Objective. We investigated the application of microarray-based comparative genomic hybridization (array CGH) on a fetus showing hemivertebrae and intra-abdominal mass at 15 weeks. Methods. Conventional karyotyping and high-resolution array CGH techniques using 244K CGH microarray were performed to investigate the possibility of genomic imbalance on the opted chorionic villus sample. Results. G-banded fetal chromosome analysis showed 46,XY,der(6)t(6;7)(q26;q31.2) pat.
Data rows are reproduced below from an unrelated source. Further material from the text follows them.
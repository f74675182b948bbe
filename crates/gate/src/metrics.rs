//! Prometheus metrics for the admission gate.
//!
//! One registry per process, exposed on `/metrics` in text exposition
//! format. Decision counters are labelled by reason so operators can
//! separate policy denials from rate limiting at a glance.

use prometheus::{Encoder, IntCounter, IntCounterVec, IntGauge, Opts, Registry, TextEncoder};

use crate::engine::Decision;

/// Gate metrics registry
#[derive(Debug)]
pub struct GateMetrics {
    registry: Registry,
    /// Decisions by reason
    decisions_total: IntCounterVec,
    /// Ask requests that hit the internal deadline
    ask_timeouts_total: IntCounter,
    /// Policy reloads by result
    policy_reloads_total: IntCounterVec,
    /// Currently tracked client windows
    tracked_clients: IntGauge,
}

impl GateMetrics {
    /// Create and register all gate metrics
    pub fn new() -> Self {
        let registry = Registry::new();

        let decisions_total = IntCounterVec::new(
            Opts::new(
                "certgate_decisions_total",
                "Admission decisions by outcome reason",
            ),
            &["reason"],
        )
        .expect("static metric options");

        let ask_timeouts_total = IntCounter::with_opts(Opts::new(
            "certgate_ask_timeouts_total",
            "Ask requests denied because the internal deadline expired",
        ))
        .expect("static metric options");

        let policy_reloads_total = IntCounterVec::new(
            Opts::new(
                "certgate_policy_reloads_total",
                "Policy reload attempts by result",
            ),
            &["result"],
        )
        .expect("static metric options");

        let tracked_clients = IntGauge::with_opts(Opts::new(
            "certgate_tracked_clients",
            "Client windows currently held by the abuse tracker",
        ))
        .expect("static metric options");

        registry
            .register(Box::new(decisions_total.clone()))
            .expect("register decisions counter");
        registry
            .register(Box::new(ask_timeouts_total.clone()))
            .expect("register timeout counter");
        registry
            .register(Box::new(policy_reloads_total.clone()))
            .expect("register reload counter");
        registry
            .register(Box::new(tracked_clients.clone()))
            .expect("register client gauge");

        Self {
            registry,
            decisions_total,
            ask_timeouts_total,
            policy_reloads_total,
            tracked_clients,
        }
    }

    /// Count one decision by its reason
    pub fn record_decision(&self, decision: &Decision) {
        self.decisions_total
            .with_label_values(&[decision.reason.as_str()])
            .inc();
    }

    /// Count one internal ask deadline expiry
    pub fn record_timeout(&self) {
        self.ask_timeouts_total.inc();
    }

    /// Count one policy reload attempt
    pub fn record_reload(&self, ok: bool) {
        let result = if ok { "ok" } else { "error" };
        self.policy_reloads_total.with_label_values(&[result]).inc();
    }

    /// Update the tracked-clients gauge
    pub fn set_tracked_clients(&self, count: usize) {
        self.tracked_clients.set(count as i64);
    }

    /// Render the registry in Prometheus text exposition format
    pub fn encode(&self) -> Result<String, prometheus::Error> {
        let encoder = TextEncoder::new();
        let mut buffer = Vec::new();
        encoder.encode(&self.registry.gather(), &mut buffer)?;
        Ok(String::from_utf8(buffer).unwrap_or_default())
    }
}

impl Default for GateMetrics {
    fn default() -> Self {
        Self::new()
    }
}

#[cfg(test)]
mod tests {
    use super::*;
    use crate::engine::DecisionReason;

    #[test]
    fn test_decision_counter_increments() {
        let metrics = GateMetrics::new();

        metrics.record_decision(&Decision {
            hostname: "foo.example.com".to_string(),
            allowed: true,
            reason: DecisionReason::PolicyMatch,
        });
        metrics.record_decision(&Decision {
            hostname: "bar.example.com".to_string(),
            allowed: false,
            reason: DecisionReason::RateLimited,
        });

        let text = metrics.encode().expect("encode");
        assert!(text.contains(r#"certgate_decisions_total{reason="policy_match"} 1"#));
        assert!(text.contains(r#"certgate_decisions_total{reason="rate_limited"} 1"#));
    }

    #[test]
    fn test_timeout_and_reload_counters() {
        let metrics = GateMetrics::new();

        metrics.record_timeout();
        metrics.record_reload(true);
        metrics.record_reload(false);
        metrics.set_tracked_clients(7);

        let text = metrics.encode().expect("encode");
        assert!(text.contains("certgate_ask_timeouts_total 1"));
        assert!(text.contains(r#"certgate_policy_reloads_total{result="ok"} 1"#));
        assert!(text.contains(r#"certgate_policy_reloads_total{result="error"} 1"#));
        assert!(text.contains("certgate_tracked_clients 7"));
    }
}
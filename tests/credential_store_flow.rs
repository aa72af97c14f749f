//! Integration tests for the credential lifecycle: login → run's load →
//! logout, against a temporary root directory.

use lmrun::credentials::{CredentialStore, Credentials};
use lmrun::error::LmError;

fn sample() -> Credentials {
    Credentials {
        account_name: "acme".to_string(),
        access_id: "AKIA123".to_string(),
        access_key: "s3cret".to_string(),
    }
}

#[test]
fn login_run_logout_lifecycle() {
    let dir = tempfile::tempdir().unwrap();
    let store = CredentialStore::new(dir.path().join(".lmrun"));

    // Before login: run must see MissingCredentials, not a raw I/O error.
    assert!(matches!(store.load(), Err(LmError::MissingCredentials)));

    // login
    store.save(&sample()).unwrap();

    // run loads the record back field-for-field.
    let loaded = store.load().unwrap();
    assert_eq!(loaded, sample());

    // logout deletes; a second logout fails rather than silently passing.
    store.delete().unwrap();
    assert!(matches!(store.delete(), Err(LmError::Storage { .. })));

    // After logout the next run is back to the never-logged-in state.
    assert!(matches!(store.load(), Err(LmError::MissingCredentials)));
}

#[test]
fn unreadable_config_is_a_storage_error_not_missing_credentials() {
    let dir = tempfile::tempdir().unwrap();
    let store = CredentialStore::new(dir.path().join(".lmrun"));

    // A directory sitting where the config file belongs: the path exists
    // but cannot be read as a file. This must surface as Storage (the
    // generic storage failure), not as the never-logged-in case.
    std::fs::create_dir_all(store.config_path()).unwrap();
    match store.load() {
        Err(LmError::Storage { .. }) => {}
        other => panic!("expected Storage error, got {other:?}"),
    }
}

#[test]
fn relogin_replaces_stored_credentials() {
    let dir = tempfile::tempdir().unwrap();
    let store = CredentialStore::new(dir.path().join(".lmrun"));

    store.save(&sample()).unwrap();
    let rotated = Credentials {
        access_key: "rotated".to_string(),
        ..sample()
    };
    store.save(&rotated).unwrap();

    assert_eq!(store.load().unwrap(), rotated);
}

#[test]
fn stored_file_is_human_readable_json() {
    let dir = tempfile::tempdir().unwrap();
    let store = CredentialStore::new(dir.path().join(".lmrun"));
    store.save(&sample()).unwrap();

    let text = std::fs::read_to_string(store.config_path()).unwrap();
    // One key per line with single-space indentation.
    assert!(text.starts_with("{\n \"account_name\""), "got:\n{text}");
    let parsed: serde_json::Value = serde_json::from_str(&text).unwrap();
    assert_eq!(parsed["access_id"], "AKIA123");
}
Whole genome scan by array CGH fine mapped the origin of the aberrant chromosomes to be a partial single copy gain of 42.5 Mb from chromosome region 7:116266547 --> qter and concurrent partial single copy loss of 8.1 Mb from chromosome region 6:162756975 --> qter. Pathological examination of the abortus showed gastrointestinal malformations, hemivertebrae with scoliosis, clinodactyly and club feet. Conclusions. Prenatal and perinatal findings of concurrent trisomy 7q and monosomy 6q were unique. This study demonstrated array CGH can interrogate the entire genome at a resolution and rapidity unattainable by conventional cytogenetic techniques and may have wide application in prenatal diagnosis.